Task data »
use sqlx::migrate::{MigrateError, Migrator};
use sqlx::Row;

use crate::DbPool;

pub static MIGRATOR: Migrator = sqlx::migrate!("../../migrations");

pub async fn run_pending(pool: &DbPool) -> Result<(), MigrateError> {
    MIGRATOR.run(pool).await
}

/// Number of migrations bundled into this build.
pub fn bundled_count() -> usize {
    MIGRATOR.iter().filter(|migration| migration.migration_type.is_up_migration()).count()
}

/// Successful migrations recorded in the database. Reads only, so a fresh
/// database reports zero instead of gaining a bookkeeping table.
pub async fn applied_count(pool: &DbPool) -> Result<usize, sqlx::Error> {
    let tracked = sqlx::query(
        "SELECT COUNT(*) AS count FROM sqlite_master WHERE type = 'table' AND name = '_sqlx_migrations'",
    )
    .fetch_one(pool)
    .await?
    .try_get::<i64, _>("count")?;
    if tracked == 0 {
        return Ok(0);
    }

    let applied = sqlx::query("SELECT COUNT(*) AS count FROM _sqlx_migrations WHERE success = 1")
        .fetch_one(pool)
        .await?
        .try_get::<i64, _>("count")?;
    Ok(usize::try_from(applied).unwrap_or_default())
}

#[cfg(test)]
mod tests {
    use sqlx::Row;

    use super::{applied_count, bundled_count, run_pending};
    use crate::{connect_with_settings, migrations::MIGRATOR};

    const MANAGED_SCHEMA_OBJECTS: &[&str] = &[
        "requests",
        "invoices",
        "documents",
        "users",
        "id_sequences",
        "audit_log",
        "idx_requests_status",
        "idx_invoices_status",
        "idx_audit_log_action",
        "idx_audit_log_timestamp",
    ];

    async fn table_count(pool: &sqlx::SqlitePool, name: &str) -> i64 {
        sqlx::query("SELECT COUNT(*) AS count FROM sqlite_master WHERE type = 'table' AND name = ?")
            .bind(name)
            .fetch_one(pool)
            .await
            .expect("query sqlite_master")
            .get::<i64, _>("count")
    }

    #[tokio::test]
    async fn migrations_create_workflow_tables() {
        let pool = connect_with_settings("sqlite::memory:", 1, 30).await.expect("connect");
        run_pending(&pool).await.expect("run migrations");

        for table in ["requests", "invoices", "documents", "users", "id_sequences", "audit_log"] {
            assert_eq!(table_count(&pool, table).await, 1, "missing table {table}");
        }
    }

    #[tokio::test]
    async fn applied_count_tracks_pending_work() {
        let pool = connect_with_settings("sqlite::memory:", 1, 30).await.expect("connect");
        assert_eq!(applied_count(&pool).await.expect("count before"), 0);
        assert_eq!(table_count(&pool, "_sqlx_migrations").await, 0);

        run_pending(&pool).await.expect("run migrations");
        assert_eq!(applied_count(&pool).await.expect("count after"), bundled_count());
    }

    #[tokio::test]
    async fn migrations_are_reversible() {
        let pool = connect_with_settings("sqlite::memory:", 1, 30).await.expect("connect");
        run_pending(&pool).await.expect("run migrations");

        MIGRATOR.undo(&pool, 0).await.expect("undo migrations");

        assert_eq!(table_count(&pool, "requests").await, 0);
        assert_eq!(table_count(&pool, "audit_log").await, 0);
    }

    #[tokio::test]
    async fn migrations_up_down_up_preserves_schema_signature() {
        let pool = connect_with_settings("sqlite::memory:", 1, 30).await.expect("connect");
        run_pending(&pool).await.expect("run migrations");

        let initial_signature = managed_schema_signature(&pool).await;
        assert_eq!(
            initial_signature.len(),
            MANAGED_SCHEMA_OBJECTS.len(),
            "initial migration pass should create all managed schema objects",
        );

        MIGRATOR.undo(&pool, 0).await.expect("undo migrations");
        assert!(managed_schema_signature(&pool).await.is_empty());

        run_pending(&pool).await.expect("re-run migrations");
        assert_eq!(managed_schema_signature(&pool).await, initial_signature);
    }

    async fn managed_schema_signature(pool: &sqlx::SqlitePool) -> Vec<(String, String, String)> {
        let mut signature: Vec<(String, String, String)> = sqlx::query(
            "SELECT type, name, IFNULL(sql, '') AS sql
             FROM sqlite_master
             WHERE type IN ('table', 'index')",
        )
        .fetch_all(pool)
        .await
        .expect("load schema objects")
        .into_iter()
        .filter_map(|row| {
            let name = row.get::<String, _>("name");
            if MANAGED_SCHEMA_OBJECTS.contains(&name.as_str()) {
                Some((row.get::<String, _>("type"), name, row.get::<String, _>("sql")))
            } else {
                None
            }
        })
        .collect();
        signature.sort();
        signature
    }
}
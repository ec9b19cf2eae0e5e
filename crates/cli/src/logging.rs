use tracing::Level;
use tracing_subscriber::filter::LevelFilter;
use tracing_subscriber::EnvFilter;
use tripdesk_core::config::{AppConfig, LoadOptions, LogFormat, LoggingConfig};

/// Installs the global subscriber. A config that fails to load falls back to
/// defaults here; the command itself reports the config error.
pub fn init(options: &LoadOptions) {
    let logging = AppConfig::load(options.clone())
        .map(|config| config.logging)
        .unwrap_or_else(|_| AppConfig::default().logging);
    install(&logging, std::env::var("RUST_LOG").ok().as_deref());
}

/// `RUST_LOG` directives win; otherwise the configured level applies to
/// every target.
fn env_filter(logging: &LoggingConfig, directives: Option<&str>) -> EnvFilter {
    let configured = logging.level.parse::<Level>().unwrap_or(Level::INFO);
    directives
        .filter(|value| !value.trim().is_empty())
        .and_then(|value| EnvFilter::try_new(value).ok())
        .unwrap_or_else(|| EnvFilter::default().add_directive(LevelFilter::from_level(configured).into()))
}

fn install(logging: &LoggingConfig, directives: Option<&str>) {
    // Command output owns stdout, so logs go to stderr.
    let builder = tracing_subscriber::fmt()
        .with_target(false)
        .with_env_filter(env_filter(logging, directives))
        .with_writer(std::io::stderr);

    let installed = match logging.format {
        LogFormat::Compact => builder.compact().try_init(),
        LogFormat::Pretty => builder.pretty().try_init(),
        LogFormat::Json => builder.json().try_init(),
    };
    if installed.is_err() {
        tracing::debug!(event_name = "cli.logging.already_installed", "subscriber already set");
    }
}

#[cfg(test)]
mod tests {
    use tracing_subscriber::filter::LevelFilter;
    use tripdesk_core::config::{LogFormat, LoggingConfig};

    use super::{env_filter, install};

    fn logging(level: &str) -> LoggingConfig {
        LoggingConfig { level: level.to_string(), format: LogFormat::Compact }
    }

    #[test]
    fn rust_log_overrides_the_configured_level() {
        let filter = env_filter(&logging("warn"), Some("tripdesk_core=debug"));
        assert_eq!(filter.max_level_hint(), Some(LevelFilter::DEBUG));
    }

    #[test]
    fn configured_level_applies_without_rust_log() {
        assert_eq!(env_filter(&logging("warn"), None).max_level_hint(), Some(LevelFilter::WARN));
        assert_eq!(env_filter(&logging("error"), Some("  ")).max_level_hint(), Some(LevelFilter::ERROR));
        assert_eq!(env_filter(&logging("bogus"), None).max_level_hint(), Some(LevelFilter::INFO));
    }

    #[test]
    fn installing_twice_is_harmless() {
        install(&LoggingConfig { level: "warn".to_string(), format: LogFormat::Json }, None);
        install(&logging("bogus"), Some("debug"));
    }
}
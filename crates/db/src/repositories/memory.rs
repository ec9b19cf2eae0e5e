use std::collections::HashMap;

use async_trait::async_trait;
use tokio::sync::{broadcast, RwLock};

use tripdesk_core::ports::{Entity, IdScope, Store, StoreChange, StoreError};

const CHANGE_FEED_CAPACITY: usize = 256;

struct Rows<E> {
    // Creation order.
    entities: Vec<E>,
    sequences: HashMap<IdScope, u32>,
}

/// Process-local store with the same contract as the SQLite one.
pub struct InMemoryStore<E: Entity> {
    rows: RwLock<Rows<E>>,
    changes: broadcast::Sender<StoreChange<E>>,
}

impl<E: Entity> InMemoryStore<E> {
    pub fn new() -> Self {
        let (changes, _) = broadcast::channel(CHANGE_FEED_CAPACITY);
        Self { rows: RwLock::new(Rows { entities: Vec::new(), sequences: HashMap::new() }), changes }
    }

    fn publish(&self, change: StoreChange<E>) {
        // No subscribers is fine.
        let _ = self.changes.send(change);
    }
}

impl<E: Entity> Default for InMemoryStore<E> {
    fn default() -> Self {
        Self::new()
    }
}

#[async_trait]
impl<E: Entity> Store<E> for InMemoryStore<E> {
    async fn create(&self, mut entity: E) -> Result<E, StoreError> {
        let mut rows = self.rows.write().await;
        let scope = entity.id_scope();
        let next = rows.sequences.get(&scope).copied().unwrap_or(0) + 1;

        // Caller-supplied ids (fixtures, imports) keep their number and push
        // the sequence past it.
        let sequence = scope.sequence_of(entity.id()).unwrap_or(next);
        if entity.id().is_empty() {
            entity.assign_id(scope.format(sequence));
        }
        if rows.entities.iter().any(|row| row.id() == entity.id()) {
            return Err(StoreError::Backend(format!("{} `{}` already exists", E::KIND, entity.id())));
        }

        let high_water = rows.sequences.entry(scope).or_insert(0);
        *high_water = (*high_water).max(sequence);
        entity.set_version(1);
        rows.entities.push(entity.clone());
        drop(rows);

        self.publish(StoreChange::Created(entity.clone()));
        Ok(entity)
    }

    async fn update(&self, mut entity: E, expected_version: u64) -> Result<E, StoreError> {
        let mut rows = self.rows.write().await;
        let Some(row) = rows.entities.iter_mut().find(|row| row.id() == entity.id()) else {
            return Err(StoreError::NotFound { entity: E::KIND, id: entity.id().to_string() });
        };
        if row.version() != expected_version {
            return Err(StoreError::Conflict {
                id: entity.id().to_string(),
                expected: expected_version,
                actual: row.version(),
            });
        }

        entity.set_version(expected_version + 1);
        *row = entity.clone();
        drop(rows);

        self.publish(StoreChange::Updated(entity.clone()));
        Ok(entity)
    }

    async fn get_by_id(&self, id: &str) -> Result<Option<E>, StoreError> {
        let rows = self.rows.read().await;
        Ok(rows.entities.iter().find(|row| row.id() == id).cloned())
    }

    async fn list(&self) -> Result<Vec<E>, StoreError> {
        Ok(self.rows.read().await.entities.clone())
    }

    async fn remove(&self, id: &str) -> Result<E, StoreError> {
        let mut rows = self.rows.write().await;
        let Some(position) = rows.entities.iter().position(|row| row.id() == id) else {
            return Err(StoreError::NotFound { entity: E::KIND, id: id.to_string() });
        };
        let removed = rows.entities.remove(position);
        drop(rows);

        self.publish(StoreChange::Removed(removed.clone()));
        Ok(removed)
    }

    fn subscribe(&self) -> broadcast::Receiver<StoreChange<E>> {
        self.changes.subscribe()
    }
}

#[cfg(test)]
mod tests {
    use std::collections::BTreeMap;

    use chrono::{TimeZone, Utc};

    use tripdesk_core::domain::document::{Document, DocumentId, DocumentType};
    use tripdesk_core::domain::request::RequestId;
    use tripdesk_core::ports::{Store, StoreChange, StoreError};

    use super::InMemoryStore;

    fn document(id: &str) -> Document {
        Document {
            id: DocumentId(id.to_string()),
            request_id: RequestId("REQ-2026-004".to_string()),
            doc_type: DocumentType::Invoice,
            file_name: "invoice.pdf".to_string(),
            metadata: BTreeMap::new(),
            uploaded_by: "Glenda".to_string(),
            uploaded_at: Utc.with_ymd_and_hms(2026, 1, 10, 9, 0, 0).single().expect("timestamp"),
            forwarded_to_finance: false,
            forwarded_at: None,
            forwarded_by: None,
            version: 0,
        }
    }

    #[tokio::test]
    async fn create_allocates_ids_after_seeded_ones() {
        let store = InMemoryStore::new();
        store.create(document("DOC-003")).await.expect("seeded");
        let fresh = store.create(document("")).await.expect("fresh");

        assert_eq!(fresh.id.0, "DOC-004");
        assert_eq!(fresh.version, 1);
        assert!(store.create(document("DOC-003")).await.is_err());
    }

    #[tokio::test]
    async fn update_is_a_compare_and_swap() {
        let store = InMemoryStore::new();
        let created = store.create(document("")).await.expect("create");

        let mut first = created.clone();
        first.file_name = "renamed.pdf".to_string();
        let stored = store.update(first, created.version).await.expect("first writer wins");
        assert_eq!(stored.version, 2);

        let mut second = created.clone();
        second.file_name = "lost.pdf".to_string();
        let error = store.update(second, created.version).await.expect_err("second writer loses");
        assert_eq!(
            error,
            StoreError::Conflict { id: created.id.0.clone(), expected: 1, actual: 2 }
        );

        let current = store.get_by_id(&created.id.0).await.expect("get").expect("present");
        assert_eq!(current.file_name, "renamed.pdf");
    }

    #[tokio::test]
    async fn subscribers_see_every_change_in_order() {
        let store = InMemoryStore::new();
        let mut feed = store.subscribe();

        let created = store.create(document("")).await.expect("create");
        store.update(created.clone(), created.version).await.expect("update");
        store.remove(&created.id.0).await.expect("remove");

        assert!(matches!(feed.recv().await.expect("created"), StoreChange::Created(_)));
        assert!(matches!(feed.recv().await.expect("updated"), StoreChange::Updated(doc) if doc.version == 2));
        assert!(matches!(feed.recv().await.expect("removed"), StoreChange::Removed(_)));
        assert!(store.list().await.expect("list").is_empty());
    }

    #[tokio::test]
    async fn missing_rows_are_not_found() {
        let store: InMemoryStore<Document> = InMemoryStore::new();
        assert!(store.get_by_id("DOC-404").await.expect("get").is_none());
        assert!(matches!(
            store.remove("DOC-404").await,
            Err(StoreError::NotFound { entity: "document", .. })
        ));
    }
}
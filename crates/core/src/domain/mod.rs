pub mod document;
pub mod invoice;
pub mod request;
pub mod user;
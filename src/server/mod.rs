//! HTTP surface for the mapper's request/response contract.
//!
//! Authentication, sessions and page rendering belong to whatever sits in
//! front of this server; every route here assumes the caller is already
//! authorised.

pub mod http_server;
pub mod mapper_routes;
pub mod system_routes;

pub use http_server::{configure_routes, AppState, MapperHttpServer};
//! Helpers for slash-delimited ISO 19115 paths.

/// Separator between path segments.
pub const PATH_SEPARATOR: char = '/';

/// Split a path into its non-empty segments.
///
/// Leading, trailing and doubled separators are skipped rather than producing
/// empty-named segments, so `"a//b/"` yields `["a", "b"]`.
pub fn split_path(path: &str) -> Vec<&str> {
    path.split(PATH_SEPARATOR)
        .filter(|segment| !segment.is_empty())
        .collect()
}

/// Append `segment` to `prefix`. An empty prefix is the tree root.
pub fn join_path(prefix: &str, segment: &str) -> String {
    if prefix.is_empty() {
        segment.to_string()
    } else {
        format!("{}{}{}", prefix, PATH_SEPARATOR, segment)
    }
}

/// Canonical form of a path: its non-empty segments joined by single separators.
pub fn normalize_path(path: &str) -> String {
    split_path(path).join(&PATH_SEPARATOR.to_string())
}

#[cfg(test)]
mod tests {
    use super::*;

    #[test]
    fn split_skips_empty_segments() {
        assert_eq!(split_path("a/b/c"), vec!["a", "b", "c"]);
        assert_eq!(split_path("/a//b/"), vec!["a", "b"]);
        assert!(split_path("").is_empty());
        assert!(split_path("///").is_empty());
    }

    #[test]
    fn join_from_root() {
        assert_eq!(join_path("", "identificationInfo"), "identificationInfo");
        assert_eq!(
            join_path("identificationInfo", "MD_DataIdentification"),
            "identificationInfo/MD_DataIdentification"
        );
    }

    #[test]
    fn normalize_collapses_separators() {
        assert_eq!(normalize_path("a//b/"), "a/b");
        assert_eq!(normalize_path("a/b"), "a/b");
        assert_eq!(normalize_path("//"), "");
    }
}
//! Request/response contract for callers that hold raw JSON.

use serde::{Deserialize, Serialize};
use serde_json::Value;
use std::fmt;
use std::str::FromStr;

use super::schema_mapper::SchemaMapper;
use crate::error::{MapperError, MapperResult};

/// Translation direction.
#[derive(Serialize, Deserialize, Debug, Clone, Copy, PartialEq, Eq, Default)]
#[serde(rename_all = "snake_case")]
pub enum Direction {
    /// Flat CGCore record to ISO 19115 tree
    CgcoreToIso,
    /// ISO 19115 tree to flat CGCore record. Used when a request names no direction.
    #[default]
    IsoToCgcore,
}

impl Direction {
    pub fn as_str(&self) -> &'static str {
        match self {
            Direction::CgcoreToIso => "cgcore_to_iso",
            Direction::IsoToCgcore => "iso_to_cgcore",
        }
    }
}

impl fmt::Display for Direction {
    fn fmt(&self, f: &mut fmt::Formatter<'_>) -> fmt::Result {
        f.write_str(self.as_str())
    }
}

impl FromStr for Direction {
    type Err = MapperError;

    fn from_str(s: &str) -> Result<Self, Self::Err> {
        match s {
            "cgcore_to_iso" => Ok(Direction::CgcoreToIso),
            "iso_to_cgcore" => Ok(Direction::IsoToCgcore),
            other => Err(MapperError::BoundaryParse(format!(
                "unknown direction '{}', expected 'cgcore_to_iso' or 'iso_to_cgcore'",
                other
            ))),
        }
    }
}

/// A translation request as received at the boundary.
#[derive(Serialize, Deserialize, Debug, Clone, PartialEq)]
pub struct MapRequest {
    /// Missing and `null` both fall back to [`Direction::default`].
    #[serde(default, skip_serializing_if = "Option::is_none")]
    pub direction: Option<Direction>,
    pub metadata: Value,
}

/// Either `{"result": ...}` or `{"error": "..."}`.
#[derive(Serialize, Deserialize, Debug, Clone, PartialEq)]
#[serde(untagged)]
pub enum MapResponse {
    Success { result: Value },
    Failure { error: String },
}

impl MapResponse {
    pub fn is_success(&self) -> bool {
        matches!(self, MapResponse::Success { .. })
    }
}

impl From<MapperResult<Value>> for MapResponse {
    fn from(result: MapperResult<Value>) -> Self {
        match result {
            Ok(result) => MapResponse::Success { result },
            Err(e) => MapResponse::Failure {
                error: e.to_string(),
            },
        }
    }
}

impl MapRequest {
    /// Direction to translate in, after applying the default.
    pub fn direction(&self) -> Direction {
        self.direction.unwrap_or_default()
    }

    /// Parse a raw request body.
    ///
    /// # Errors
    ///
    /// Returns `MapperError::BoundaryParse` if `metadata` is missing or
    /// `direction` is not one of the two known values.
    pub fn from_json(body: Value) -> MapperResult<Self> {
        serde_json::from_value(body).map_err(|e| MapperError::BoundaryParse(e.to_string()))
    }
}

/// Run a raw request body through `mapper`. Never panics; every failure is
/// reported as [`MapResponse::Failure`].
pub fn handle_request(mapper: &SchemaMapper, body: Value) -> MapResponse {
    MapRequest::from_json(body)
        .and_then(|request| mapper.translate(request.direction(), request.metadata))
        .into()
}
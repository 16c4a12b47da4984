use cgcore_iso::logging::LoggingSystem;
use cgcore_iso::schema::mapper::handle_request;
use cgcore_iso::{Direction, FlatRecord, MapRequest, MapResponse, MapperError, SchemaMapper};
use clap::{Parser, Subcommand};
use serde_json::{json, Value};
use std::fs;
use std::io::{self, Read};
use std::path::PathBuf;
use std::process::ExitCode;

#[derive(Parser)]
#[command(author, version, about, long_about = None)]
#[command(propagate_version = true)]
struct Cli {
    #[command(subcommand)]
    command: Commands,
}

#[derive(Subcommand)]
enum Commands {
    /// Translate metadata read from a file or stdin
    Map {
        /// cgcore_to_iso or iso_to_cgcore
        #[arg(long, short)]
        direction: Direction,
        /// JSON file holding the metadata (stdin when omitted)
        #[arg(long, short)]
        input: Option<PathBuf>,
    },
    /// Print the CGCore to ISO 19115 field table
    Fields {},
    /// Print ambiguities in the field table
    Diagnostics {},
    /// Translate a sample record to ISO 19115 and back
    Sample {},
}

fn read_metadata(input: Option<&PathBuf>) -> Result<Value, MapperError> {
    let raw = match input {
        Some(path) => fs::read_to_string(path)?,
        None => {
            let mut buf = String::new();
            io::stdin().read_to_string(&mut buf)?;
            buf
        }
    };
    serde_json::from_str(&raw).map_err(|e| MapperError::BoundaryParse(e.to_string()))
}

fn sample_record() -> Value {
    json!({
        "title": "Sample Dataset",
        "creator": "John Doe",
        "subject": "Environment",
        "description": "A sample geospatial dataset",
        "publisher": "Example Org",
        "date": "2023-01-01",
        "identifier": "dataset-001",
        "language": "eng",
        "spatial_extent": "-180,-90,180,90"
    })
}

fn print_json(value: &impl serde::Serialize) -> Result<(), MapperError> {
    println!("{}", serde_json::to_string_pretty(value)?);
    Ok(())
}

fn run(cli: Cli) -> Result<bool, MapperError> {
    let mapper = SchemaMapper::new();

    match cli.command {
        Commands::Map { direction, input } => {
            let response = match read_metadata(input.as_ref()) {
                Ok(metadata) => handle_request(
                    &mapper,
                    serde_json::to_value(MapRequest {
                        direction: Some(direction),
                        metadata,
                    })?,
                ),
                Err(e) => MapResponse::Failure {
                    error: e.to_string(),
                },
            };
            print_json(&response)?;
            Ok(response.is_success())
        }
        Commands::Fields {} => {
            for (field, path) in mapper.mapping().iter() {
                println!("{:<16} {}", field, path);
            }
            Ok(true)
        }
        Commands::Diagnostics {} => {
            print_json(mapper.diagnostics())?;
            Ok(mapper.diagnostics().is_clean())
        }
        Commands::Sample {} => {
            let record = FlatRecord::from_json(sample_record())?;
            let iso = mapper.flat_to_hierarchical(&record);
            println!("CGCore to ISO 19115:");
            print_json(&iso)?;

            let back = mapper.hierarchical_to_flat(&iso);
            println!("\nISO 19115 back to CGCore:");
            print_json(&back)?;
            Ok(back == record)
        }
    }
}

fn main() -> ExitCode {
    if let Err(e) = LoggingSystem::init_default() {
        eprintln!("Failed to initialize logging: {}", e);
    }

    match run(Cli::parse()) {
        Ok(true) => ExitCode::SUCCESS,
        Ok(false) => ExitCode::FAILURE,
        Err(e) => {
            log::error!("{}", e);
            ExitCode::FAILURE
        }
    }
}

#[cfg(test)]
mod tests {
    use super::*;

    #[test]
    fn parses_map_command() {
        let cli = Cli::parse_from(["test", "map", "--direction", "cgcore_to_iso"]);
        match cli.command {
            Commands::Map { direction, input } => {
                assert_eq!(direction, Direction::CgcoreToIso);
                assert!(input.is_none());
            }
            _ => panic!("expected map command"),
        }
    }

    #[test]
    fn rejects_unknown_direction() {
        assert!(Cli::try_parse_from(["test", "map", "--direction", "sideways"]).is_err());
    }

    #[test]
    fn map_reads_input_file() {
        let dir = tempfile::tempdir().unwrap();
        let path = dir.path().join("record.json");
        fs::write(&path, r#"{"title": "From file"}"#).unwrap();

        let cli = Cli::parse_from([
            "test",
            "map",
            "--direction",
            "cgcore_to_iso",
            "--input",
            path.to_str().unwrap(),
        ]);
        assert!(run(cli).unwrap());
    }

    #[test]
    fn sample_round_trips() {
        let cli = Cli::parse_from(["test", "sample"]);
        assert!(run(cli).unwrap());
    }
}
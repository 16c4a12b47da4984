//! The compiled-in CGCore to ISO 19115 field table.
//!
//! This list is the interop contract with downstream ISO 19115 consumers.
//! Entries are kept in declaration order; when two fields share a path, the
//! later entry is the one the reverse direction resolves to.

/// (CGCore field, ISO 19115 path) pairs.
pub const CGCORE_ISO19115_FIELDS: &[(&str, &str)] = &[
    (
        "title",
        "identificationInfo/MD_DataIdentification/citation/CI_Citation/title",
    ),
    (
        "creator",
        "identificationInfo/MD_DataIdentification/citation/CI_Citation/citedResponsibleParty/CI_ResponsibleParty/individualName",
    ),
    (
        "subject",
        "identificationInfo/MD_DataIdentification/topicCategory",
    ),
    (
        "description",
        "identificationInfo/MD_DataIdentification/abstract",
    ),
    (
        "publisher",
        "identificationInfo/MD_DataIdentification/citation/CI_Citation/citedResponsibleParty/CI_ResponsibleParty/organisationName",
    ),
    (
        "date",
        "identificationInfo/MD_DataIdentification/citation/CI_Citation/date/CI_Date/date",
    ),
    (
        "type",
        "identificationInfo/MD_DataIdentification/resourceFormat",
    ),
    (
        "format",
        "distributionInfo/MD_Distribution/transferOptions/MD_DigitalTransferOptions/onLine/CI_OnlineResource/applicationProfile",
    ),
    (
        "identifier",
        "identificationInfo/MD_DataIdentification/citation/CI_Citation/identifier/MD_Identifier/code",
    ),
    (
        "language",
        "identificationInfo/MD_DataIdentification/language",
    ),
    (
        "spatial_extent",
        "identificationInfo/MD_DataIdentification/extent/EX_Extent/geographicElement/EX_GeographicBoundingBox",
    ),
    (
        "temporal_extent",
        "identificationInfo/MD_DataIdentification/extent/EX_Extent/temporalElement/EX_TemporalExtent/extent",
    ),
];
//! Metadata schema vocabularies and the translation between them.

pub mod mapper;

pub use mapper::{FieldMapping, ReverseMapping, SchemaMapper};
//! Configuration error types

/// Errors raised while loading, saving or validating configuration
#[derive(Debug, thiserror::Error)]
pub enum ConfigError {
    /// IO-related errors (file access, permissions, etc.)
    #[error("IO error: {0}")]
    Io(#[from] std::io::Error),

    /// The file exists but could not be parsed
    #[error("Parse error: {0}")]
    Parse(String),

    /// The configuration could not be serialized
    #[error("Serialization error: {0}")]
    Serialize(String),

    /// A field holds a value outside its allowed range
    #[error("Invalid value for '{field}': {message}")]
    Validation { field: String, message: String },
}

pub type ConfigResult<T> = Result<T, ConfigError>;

Problem description » In the lines above, find the word "Deserialize" and copy every line it occurs in.

Solved problem »
use serde::{Deserialize, Serialize};
#[derive(Serialize, Deserialize, Debug, Clone, Copy, PartialEq, Eq, Default)]
#[derive(Serialize, Deserialize, Debug, Clone, PartialEq)]
#[derive(Serialize, Deserialize, Debug, Clone, PartialEq)]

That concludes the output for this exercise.